A comme affectivité

Terme désignant la vie affective, sous-tendant l'affect. Par commodité, on y associe la sensibilité.
Terme désignant la vie affective, sous-tendant l'affect. Par commodité, on y associe la sensibilité. En art, cette notion s'est diluée dans les représentations du sensible par l'esthétique, de Baumgarten, son inventeur, passant par Kant, son critique. Mais on peut juger que cette assimilation de l'affectivité à la sensibilité réduit considérablement sa portée en n'en retenant que les effets (à partir des œuvres et non des pratiques). A titre d'exemple, les gloses de la critique moderne en forme de session de rattrapage sur l'émotion. Là où, l'affectivité pose l'humain dans la totalité de l'éthique : inconscient, conscient, c'est-à-dire de l'individu “complet” inventé par les avant-gardes du XXe siècle.

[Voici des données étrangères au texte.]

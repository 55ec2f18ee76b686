use serde::Deserialize;
use stuffkit_core::config::{env_bool, env_opt, env_or};

pub(crate) const DEFAULT_LOG_FILTER: &str = "info,stuffkit=debug";
const DEFAULT_ENVIRONMENT: &str = "production";

#[derive(Debug, Clone, Deserialize)]
#[serde(default)]
pub struct TelemetryConfig {
    /// Export spans over OTLP; needs `endpoint`
    pub enabled: bool,
    /// OTLP/gRPC collector, e.g. `http://localhost:4317`
    pub endpoint: Option<String>,
    pub service_name: String,
    pub service_version: String,
    pub environment: String,
    /// Emit log lines as JSON instead of text
    pub json_logs: bool,
}

impl Default for TelemetryConfig {
    fn default() -> Self {
        Self {
            enabled: false,
            endpoint: None,
            service_name: "stuffkit".to_string(),
            service_version: env!("CARGO_PKG_VERSION").to_string(),
            environment: DEFAULT_ENVIRONMENT.to_string(),
            json_logs: false,
        }
    }
}

impl TelemetryConfig {
    /// Read `OTEL_ENABLED`, `OTEL_EXPORTER_OTLP_ENDPOINT`, `OTEL_SERVICE_NAME`,
    /// `OTEL_SERVICE_VERSION`, `DEPLOYMENT_ENVIRONMENT` and `LOG_FORMAT`.
    pub fn from_env() -> Self {
        let defaults = Self::default();
        let endpoint = env_opt("OTEL_EXPORTER_OTLP_ENDPOINT");
        Self {
            enabled: env_bool("OTEL_ENABLED", endpoint.is_some()),
            endpoint,
            service_name: env_or("OTEL_SERVICE_NAME", &defaults.service_name),
            service_version: env_or("OTEL_SERVICE_VERSION", &defaults.service_version),
            environment: env_or("DEPLOYMENT_ENVIRONMENT", DEFAULT_ENVIRONMENT),
            json_logs: env_or("LOG_FORMAT", "text").eq_ignore_ascii_case("json"),
        }
    }

    /// True when spans should be exported
    pub fn exports_traces(&self) -> bool {
        self.enabled && self.endpoint.is_some()
    }
}

#[cfg(test)]
mod tests {
    use super::*;

    #[test]
    fn test_defaults() {
        let config = TelemetryConfig::default();
        assert!(!config.exports_traces());
        assert_eq!(config.environment, "production");
        assert_eq!(config.service_name, "stuffkit");
    }

    #[test]
    fn test_enabled_needs_endpoint() {
        let config = TelemetryConfig {
            enabled: true,
            ..Default::default()
        };
        assert!(!config.exports_traces());

        let config = TelemetryConfig {
            enabled: true,
            endpoint: Some("http://collector:4317".to_string()),
            ..Default::default()
        };
        assert!(config.exports_traces());
    }

    #[test]
    fn test_deserialize_partial() {
        let config: TelemetryConfig =
            serde_json::from_str(r#"{"service_name":"clicks","json_logs":true}"#).unwrap();
        assert_eq!(config.service_name, "clicks");
        assert!(config.json_logs);
        assert_eq!(config.environment, "production");
    }
}
//! Stuffkit Database Library
//!
//! This crate provides the data-store adapters shared by stuffkit services:
//! - MongoDB client bootstrap (`mongodb`)
//! - Model helpers over MongoDB collections with cache-aside reads (`models`)
//! - Redis clients, multiplexed and pooled (`redis`)
//! - The `ModelCache` abstraction with in-memory and Redis backends (`cache`)

pub mod cache;
pub mod error;

#[cfg(feature = "mongodb")]
pub mod models;
#[cfg(feature = "mongodb")]
pub mod mongodb;

#[cfg(feature = "redis")]
pub mod redis;

// Re-export commonly used types
pub use cache::{MemoryCache, ModelCache};
pub use error::{DbError, DbResult};

#[cfg(feature = "redis")]
pub use cache::RedisCache;

#[cfg(feature = "mongodb")]
pub use self::mongodb::{MongoClient, MongoConfig};
#[cfg(feature = "mongodb")]
pub use models::{AggregateOpts, FindOptions, Model};

#[cfg(feature = "redis")]
pub use self::redis::{ClientOptions, RedisClient, RedisPool};
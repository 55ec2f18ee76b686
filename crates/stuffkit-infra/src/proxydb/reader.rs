//! IP2Proxy BIN database reader
//!
//! Layout (all integers little-endian, file positions 1-based):
//! - header: database type, column count, year, month, day, then the IPv4
//!   row count, IPv4 rows base, IPv6 row count, IPv6 rows base, IPv4 index
//!   base and IPv6 index base as u32
//! - IPv4 rows: `columns` u32 cells; the first is the range start, the others
//!   point at length-prefixed strings. A row's range ends where the next row
//!   begins.
//! - optional index: for every /16 prefix, the first and last row to search

use bytes::Bytes;
use std::net::Ipv4Addr;

use super::ProxyDbError;

const HEADER_LEN: usize = 29;
const MAX_IPV4: u32 = u32::MAX;
/// One (first row, last row) pair per /16 prefix
const IPV4_INDEX_LEN: u64 = 65536 * 8;

/// Column of the country code, by database type (PX1..PX11)
fn country_column(db_type: u8) -> Option<u32> {
    match db_type {
        1 => Some(2),
        2..=11 => Some(3),
        _ => None,
    }
}

/// Column of the proxy type; PX1 has none
fn proxy_type_column(db_type: u8) -> Option<u32> {
    match db_type {
        2..=11 => Some(2),
        _ => None,
    }
}

#[derive(Debug, Clone, PartialEq, Eq)]
pub(crate) struct Record {
    pub country_short: String,
    pub proxy_type: String,
}

#[derive(Debug, Clone)]
pub(crate) struct BinDatabase {
    data: Bytes,
    db_type: u8,
    columns: u8,
    date: (u8, u8, u8),
    ipv4_count: u32,
    ipv4_base: u32,
    ipv4_index_base: u32,
}

impl BinDatabase {
    pub(crate) fn parse(data: Bytes) -> Result<Self, ProxyDbError> {
        if data.len() < HEADER_LEN {
            return Err(ProxyDbError::Corrupt("file shorter than header".to_string()));
        }
        let mut db = Self {
            db_type: data[0],
            columns: data[1],
            date: (data[2], data[3], data[4]),
            ipv4_count: 0,
            ipv4_base: 0,
            ipv4_index_base: 0,
            data,
        };
        db.ipv4_count = db.read_u32(6)?;
        db.ipv4_base = db.read_u32(10)?;
        db.ipv4_index_base = db.read_u32(22)?;

        if db.columns < 2 || country_column(db.db_type).is_none() {
            return Err(ProxyDbError::Corrupt(format!(
                "unsupported database type {} with {} columns",
                db.db_type, db.columns
            )));
        }
        db.check_regions()?;
        Ok(db)
    }

    /// The IPv4 rows (plus the row closing the last range) and the index
    /// must lie inside the file.
    fn check_regions(&self) -> Result<(), ProxyDbError> {
        let len = self.data.len() as u64;
        if self.ipv4_base == 0 {
            return Err(ProxyDbError::Corrupt("IPv4 base is 0".to_string()));
        }
        let rows_end = u64::from(self.ipv4_base) - 1
            + (u64::from(self.ipv4_count) + 1) * self.row_size();
        if rows_end > len {
            return Err(ProxyDbError::Corrupt(format!(
                "{} IPv4 rows at {} exceed file size {}",
                self.ipv4_count, self.ipv4_base, len
            )));
        }
        if self.ipv4_index_base > 0 {
            let index_end = u64::from(self.ipv4_index_base) - 1 + IPV4_INDEX_LEN;
            if index_end > len {
                return Err(ProxyDbError::Corrupt(format!(
                    "IPv4 index at {} exceeds file size {}",
                    self.ipv4_index_base, len
                )));
            }
        }
        Ok(())
    }

    pub(crate) fn db_type(&self) -> u8 {
        self.db_type
    }

    /// (year, month, day) of the database build; the year is two-digit
    pub(crate) fn date(&self) -> (u8, u8, u8) {
        self.date
    }

    /// u32 at 1-based `pos`
    fn read_u32(&self, pos: u64) -> Result<u32, ProxyDbError> {
        let start = usize::try_from(pos)
            .ok()
            .and_then(|p| p.checked_sub(1))
            .ok_or_else(|| ProxyDbError::Corrupt(format!("invalid position {}", pos)))?;
        let bytes = self
            .data
            .get(start..start.saturating_add(4))
            .ok_or_else(|| ProxyDbError::Corrupt(format!("read past end at {}", pos)))?;
        Ok(u32::from_le_bytes([bytes[0], bytes[1], bytes[2], bytes[3]]))
    }

    /// Length-prefixed string at 0-based `pos`
    fn read_str(&self, pos: u32) -> Result<String, ProxyDbError> {
        let start = pos as usize;
        let len = *self
            .data
            .get(start)
            .ok_or_else(|| ProxyDbError::Corrupt(format!("string past end at {}", pos)))?
            as usize;
        let bytes = self
            .data
            .get(start + 1..start + 1 + len)
            .ok_or_else(|| ProxyDbError::Corrupt(format!("string past end at {}", pos)))?;
        Ok(String::from_utf8_lossy(bytes).into_owned())
    }

    fn row_size(&self) -> u64 {
        u64::from(self.columns) * 4
    }

    /// Record of the range containing `addr`, if any.
    pub(crate) fn lookup_v4(&self, addr: Ipv4Addr) -> Result<Option<Record>, ProxyDbError> {
        let mut ip = u32::from(addr);
        if ip == MAX_IPV4 {
            ip -= 1;
        }

        let (mut low, mut high) = if self.ipv4_index_base > 0 {
            let entry = u64::from(self.ipv4_index_base) + u64::from(ip >> 16) * 8;
            (
                u64::from(self.read_u32(entry)?),
                u64::from(self.read_u32(entry + 4)?),
            )
        } else {
            (0, u64::from(self.ipv4_count))
        };

        let row_size = self.row_size();
        while low <= high {
            let mid = low + (high - low) / 2;
            let row = u64::from(self.ipv4_base) + mid * row_size;
            let ip_from = self.read_u32(row)?;
            let ip_to = self.read_u32(row + row_size)?;

            if ip >= ip_from && ip < ip_to {
                return self.read_record(row).map(Some);
            }
            if ip < ip_from {
                if mid == 0 {
                    break;
                }
                high = mid - 1;
            } else {
                low = mid + 1;
            }
        }
        Ok(None)
    }

    fn read_record(&self, row: u64) -> Result<Record, ProxyDbError> {
        let column = |col: u32| -> Result<String, ProxyDbError> {
            let pointer = self.read_u32(row + 4 * u64::from(col - 1))?;
            self.read_str(pointer)
        };

        let country_short = match country_column(self.db_type) {
            Some(col) => column(col)?,
            None => String::new(),
        };
        let proxy_type = match proxy_type_column(self.db_type) {
            Some(col) => column(col)?,
            None => String::new(),
        };
        Ok(Record {
            country_short,
            proxy_type,
        })
    }
}
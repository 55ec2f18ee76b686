use anyhow::Result;
use opentelemetry::propagation::TextMapCompositePropagator;
use opentelemetry::trace::TracerProvider as _;
use opentelemetry::{global, KeyValue};
use opentelemetry_otlp::WithExportConfig;
use opentelemetry_sdk::propagation::{BaggagePropagator, TraceContextPropagator};
use opentelemetry_sdk::{runtime, trace as sdktrace, Resource};
use opentelemetry_semantic_conventions::resource::{SERVICE_NAME, SERVICE_VERSION};
use stuffkit_core::config::{env_opt, env_or};

/// Handle to the installed tracer provider
pub struct TracerGuard {
    provider: sdktrace::TracerProvider,
}

impl TracerGuard {
    pub fn tracer(&self, name: &'static str) -> sdktrace::Tracer {
        self.provider.tracer(name)
    }

    pub fn provider(&self) -> &sdktrace::TracerProvider {
        &self.provider
    }

    /// Flush buffered spans and stop the exporter.
    pub fn shutdown(self) -> Result<()> {
        self.provider
            .shutdown()
            .map_err(|e| anyhow::anyhow!("Failed to shut down tracer provider: {}", e))
    }
}

/// Install a global OTLP/gRPC tracer provider for `service_name`.
///
/// The collector comes from `OTEL_EXPORTER_OTLP_ENDPOINT`;
/// `DEPLOYMENT_ENVIRONMENT` overrides the `production` environment.
pub fn init_tracer(service_name: &str) -> Result<TracerGuard> {
    let endpoint = env_opt("OTEL_EXPORTER_OTLP_ENDPOINT");
    let environment = env_or("DEPLOYMENT_ENVIRONMENT", "production");
    let provider = build_provider(
        service_name,
        env!("CARGO_PKG_VERSION"),
        &environment,
        endpoint.as_deref(),
    )?;
    install(&provider);

    tracing::info!(
        service = %service_name,
        environment = %environment,
        endpoint = endpoint.as_deref().unwrap_or("default"),
        "Tracer initialized"
    );
    Ok(TracerGuard { provider })
}

/// Register `provider` globally with TraceContext and Baggage propagation.
pub(crate) fn install(provider: &sdktrace::TracerProvider) {
    global::set_tracer_provider(provider.clone());
    global::set_text_map_propagator(TextMapCompositePropagator::new(vec![
        Box::new(TraceContextPropagator::new()),
        Box::new(BaggagePropagator::new()),
    ]));
}

/// Batch-exporting provider; spans go to `endpoint`, or to the exporter's
/// default collector when `None`.
pub(crate) fn build_provider(
    service_name: &str,
    service_version: &str,
    environment: &str,
    endpoint: Option<&str>,
) -> Result<sdktrace::TracerProvider> {
    let mut builder = opentelemetry_otlp::SpanExporter::builder().with_tonic();
    if let Some(endpoint) = endpoint {
        builder = builder.with_endpoint(endpoint);
    }
    let exporter = builder
        .build()
        .map_err(|e| anyhow::anyhow!("Failed to build gRPC span exporter: {}", e))?;

    let resource = Resource::default().merge(&Resource::new(resource_attributes(
        service_name,
        service_version,
        environment,
    )));

    Ok(sdktrace::TracerProvider::builder()
        .with_batch_exporter(exporter, runtime::Tokio)
        .with_resource(resource)
        .build())
}

/// Service, deployment, host, process and OS attributes.
/// `OTEL_SERVICE_INSTANCE_ID` names the instance, otherwise a random id is used.
pub(crate) fn resource_attributes(
    service_name: &str,
    service_version: &str,
    environment: &str,
) -> Vec<KeyValue> {
    let host_name = hostname::get()
        .ok()
        .and_then(|h| h.to_str().map(|s| s.to_string()))
        .unwrap_or_else(|| "unknown".to_string());
    let instance_id =
        env_opt("OTEL_SERVICE_INSTANCE_ID").unwrap_or_else(|| uuid::Uuid::new_v4().to_string());

    vec![
        KeyValue::new(SERVICE_NAME, service_name.to_string()),
        KeyValue::new(SERVICE_VERSION, service_version.to_string()),
        KeyValue::new("deployment.environment", environment.to_string()),
        KeyValue::new("host.name", host_name),
        KeyValue::new("service.instance.id", instance_id),
        KeyValue::new("process.pid", i64::from(std::process::id())),
        KeyValue::new("os.type", std::env::consts::OS),
    ]
}
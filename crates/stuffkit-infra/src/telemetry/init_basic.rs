use tracing_subscriber::{layer::SubscriberExt, util::SubscriberInitExt, EnvFilter};

use super::config::DEFAULT_LOG_FILTER;
use super::TelemetryConfig;

/// Initialize tracing without OpenTelemetry
pub fn init_telemetry(config: &TelemetryConfig) -> anyhow::Result<()> {
    let json = config.json_logs.then(|| tracing_subscriber::fmt::layer().json());
    let text = (!config.json_logs).then(tracing_subscriber::fmt::layer);

    tracing_subscriber::registry()
        .with(EnvFilter::try_from_default_env().unwrap_or_else(|_| DEFAULT_LOG_FILTER.into()))
        .with(json)
        .with(text)
        .try_init()?;

    tracing::info!(
        service = %config.service_name,
        "OpenTelemetry feature not enabled, using standard tracing"
    );
    Ok(())
}

pub async fn shutdown_telemetry() {
    tracing::debug!("Telemetry shutdown (OpenTelemetry feature not enabled)");
}
//! Composite key helpers used for cache and counter keys.

/// Join `parts` with `|`.
pub fn join_key_parts<S: AsRef<str>>(parts: &[S]) -> String {
    string_join(parts, "|")
}

pub fn string_join<S: AsRef<str>>(parts: &[S], sep: &str) -> String {
    let mut iter = parts.iter();
    let Some(first) = iter.next() else {
        return String::new();
    };
    let mut out = first.as_ref().to_string();
    for part in iter {
        out.push_str(sep);
        out.push_str(part.as_ref());
    }
    out
}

S'attachant à la tension du lien entre l'individu et la société, la primauté de cette relation y est révélée dans les deux termes d'inclusion et d'exclusion, de puissance potentiellement destructrice ou/et créatrice. On doit au poète Benjamin Fondane d'avoir introduit dans les années 1930-1940 la notion d'affectivité créatrice en poésie. Cette affectivité-là est l'avenir de l'humain. (Petite note pour les voyages futurs.)